▸ TASK STATEMENT: Scan the entries below and count the lines holding the string "eruptions". Supply only the number.
·····
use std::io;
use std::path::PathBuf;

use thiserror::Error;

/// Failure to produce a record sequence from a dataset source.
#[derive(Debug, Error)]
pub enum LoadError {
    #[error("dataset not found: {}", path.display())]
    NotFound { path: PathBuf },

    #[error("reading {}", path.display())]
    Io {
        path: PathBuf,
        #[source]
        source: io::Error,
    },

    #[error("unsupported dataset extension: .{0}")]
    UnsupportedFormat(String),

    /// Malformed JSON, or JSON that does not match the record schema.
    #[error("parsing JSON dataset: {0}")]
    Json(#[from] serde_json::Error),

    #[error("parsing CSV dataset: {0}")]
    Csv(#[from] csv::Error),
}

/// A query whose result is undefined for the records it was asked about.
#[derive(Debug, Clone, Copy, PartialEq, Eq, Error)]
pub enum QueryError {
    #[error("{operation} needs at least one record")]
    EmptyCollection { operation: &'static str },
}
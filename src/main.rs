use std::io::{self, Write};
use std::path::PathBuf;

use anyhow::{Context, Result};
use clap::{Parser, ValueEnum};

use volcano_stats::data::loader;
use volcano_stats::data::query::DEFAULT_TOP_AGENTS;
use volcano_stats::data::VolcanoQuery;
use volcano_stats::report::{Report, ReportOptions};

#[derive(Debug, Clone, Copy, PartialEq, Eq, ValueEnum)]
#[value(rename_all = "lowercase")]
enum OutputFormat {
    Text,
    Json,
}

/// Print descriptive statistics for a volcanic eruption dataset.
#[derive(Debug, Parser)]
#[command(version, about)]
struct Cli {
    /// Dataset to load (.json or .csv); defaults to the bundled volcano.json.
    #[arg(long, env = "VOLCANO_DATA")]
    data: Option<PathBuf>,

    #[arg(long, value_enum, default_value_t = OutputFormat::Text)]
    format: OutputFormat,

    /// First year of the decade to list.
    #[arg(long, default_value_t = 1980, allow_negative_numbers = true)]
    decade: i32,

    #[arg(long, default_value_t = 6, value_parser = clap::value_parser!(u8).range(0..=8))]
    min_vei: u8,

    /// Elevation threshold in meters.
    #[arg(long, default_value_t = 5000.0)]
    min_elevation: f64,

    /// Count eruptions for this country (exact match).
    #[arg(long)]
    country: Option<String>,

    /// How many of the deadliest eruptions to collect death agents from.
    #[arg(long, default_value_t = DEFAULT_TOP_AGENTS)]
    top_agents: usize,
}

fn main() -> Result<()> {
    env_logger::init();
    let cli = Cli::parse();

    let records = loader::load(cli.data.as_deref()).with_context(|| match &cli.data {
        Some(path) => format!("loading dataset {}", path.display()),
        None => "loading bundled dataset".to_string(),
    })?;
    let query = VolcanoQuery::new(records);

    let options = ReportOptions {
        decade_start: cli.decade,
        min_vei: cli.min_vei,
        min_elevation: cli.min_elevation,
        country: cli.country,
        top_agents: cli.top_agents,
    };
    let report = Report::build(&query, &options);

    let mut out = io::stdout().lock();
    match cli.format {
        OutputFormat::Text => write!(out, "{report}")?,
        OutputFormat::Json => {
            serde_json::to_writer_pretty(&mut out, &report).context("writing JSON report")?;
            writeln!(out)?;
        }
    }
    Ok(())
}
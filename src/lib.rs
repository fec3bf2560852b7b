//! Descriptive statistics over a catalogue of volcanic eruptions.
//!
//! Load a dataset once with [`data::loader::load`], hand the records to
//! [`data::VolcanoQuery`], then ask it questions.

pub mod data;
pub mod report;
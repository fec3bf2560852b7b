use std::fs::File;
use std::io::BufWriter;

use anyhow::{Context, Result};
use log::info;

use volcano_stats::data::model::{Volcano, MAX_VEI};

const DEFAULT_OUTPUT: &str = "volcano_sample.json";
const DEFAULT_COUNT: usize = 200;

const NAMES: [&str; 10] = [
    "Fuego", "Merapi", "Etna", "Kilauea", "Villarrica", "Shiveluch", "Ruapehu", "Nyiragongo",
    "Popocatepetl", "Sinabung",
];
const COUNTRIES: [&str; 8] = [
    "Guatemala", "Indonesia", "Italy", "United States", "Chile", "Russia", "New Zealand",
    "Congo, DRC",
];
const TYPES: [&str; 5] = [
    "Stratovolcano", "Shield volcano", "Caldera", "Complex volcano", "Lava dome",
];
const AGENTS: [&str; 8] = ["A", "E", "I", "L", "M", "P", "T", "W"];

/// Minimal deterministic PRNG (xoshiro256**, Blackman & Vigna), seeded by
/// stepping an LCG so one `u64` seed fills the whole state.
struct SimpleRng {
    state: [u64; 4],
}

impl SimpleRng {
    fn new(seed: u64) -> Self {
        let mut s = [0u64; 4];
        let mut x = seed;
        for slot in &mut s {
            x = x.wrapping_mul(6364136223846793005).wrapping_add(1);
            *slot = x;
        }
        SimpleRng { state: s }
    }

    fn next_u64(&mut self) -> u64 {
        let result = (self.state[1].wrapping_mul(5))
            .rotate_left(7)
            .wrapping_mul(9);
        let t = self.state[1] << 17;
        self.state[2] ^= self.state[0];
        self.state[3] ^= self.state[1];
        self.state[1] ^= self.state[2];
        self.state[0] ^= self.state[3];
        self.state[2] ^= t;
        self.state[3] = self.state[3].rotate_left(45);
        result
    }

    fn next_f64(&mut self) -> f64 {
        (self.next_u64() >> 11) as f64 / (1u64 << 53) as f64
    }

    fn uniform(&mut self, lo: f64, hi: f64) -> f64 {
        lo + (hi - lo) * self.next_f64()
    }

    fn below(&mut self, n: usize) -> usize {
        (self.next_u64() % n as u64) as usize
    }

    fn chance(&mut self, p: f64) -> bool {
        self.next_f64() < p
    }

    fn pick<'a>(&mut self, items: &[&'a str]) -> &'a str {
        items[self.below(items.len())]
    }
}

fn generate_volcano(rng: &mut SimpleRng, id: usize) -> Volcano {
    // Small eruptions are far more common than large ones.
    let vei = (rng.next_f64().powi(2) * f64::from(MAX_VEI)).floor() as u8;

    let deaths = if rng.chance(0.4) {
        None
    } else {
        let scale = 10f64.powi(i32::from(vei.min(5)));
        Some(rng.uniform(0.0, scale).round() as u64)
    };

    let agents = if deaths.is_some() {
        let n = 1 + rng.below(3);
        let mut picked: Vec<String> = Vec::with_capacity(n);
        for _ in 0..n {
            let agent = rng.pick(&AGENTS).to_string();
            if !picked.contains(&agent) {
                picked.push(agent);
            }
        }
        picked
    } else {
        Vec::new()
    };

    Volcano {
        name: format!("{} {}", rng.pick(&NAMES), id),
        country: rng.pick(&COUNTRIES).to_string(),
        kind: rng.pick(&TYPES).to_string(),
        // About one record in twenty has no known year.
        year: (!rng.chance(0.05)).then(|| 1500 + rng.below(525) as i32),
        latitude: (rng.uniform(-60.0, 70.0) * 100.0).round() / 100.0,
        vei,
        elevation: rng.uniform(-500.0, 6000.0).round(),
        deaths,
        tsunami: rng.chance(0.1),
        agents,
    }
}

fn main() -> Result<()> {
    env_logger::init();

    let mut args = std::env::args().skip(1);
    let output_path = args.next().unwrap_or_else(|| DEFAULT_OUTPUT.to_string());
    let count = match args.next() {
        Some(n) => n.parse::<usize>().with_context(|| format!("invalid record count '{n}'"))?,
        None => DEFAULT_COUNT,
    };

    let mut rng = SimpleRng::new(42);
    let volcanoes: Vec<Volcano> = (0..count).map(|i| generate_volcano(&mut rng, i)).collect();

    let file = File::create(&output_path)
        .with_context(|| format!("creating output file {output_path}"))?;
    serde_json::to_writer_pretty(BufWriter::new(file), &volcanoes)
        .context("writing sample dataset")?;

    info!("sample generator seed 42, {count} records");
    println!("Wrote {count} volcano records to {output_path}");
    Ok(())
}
·····
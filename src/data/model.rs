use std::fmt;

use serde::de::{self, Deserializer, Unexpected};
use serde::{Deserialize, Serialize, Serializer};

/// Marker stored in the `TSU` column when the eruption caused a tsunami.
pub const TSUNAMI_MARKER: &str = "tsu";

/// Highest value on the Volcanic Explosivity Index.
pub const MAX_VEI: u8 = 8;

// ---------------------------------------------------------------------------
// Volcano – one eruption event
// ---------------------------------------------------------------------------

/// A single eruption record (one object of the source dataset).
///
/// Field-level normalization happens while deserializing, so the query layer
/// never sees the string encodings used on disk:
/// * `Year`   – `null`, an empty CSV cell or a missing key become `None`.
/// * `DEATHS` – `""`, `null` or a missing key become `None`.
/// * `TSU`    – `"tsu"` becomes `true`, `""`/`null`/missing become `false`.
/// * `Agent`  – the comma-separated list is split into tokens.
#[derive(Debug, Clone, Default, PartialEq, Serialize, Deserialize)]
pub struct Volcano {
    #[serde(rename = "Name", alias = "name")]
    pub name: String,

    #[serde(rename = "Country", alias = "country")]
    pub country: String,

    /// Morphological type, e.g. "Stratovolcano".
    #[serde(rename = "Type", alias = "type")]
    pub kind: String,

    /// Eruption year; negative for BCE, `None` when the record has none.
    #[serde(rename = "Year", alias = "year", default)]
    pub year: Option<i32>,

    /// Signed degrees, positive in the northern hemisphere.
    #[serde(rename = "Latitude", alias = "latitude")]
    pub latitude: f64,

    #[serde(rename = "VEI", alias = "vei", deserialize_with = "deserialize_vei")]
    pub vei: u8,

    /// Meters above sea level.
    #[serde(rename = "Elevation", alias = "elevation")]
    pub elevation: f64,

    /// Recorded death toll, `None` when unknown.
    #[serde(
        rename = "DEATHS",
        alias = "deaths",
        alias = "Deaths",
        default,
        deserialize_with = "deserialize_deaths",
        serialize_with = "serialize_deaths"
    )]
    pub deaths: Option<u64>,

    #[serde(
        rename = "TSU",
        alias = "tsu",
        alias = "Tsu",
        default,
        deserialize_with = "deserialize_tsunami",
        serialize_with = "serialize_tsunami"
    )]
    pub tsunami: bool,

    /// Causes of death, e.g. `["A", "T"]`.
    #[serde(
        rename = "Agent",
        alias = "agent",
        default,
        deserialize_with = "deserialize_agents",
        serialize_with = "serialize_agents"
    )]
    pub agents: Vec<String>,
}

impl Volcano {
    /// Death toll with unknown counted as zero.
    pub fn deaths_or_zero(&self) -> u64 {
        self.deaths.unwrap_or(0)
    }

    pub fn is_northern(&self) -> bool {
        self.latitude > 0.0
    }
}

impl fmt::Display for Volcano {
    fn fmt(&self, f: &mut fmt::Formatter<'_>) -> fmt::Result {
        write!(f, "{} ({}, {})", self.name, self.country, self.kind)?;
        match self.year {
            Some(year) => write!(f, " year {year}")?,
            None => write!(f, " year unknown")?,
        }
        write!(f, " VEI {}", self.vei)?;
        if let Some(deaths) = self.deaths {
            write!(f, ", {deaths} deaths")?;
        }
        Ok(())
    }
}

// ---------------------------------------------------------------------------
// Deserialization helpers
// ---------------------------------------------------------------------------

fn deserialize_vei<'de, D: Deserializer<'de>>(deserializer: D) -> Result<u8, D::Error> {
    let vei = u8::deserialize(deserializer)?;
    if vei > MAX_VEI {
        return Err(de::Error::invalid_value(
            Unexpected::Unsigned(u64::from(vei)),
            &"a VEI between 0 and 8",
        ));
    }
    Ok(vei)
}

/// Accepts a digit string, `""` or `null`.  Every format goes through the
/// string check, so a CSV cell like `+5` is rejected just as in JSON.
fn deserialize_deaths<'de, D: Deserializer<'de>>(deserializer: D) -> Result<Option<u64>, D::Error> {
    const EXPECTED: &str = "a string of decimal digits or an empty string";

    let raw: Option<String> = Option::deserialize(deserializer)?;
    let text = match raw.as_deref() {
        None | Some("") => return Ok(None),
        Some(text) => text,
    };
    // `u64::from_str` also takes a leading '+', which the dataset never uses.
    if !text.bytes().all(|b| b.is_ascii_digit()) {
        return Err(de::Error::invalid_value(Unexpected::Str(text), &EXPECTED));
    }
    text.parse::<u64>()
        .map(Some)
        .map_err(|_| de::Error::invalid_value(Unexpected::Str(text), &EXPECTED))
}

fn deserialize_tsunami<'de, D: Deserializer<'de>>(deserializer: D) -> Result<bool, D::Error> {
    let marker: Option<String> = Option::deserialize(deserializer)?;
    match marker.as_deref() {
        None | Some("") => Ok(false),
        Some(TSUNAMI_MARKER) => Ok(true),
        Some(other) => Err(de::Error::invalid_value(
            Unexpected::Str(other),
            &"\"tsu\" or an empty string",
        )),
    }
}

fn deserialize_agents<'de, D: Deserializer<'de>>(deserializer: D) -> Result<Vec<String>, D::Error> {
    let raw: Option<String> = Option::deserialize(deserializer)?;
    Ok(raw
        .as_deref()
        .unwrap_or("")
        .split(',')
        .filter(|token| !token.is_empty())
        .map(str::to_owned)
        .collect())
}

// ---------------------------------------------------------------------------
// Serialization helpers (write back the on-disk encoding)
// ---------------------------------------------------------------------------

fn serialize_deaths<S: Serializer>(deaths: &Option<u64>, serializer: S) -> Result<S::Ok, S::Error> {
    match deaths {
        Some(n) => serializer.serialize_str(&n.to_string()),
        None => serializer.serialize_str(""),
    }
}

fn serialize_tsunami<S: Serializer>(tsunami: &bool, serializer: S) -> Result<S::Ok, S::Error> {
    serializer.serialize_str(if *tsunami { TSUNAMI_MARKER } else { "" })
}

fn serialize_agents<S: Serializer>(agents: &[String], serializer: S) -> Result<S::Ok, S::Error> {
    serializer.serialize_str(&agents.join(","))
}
·····
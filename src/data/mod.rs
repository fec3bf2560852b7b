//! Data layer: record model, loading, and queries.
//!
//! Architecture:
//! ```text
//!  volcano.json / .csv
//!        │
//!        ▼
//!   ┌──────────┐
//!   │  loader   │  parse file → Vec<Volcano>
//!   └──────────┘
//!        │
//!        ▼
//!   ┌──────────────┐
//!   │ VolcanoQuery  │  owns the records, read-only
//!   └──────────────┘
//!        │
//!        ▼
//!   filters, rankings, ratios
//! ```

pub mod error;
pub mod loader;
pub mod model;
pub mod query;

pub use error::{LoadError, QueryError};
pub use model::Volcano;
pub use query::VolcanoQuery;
·····
▸ SOLUTION BELOW: 4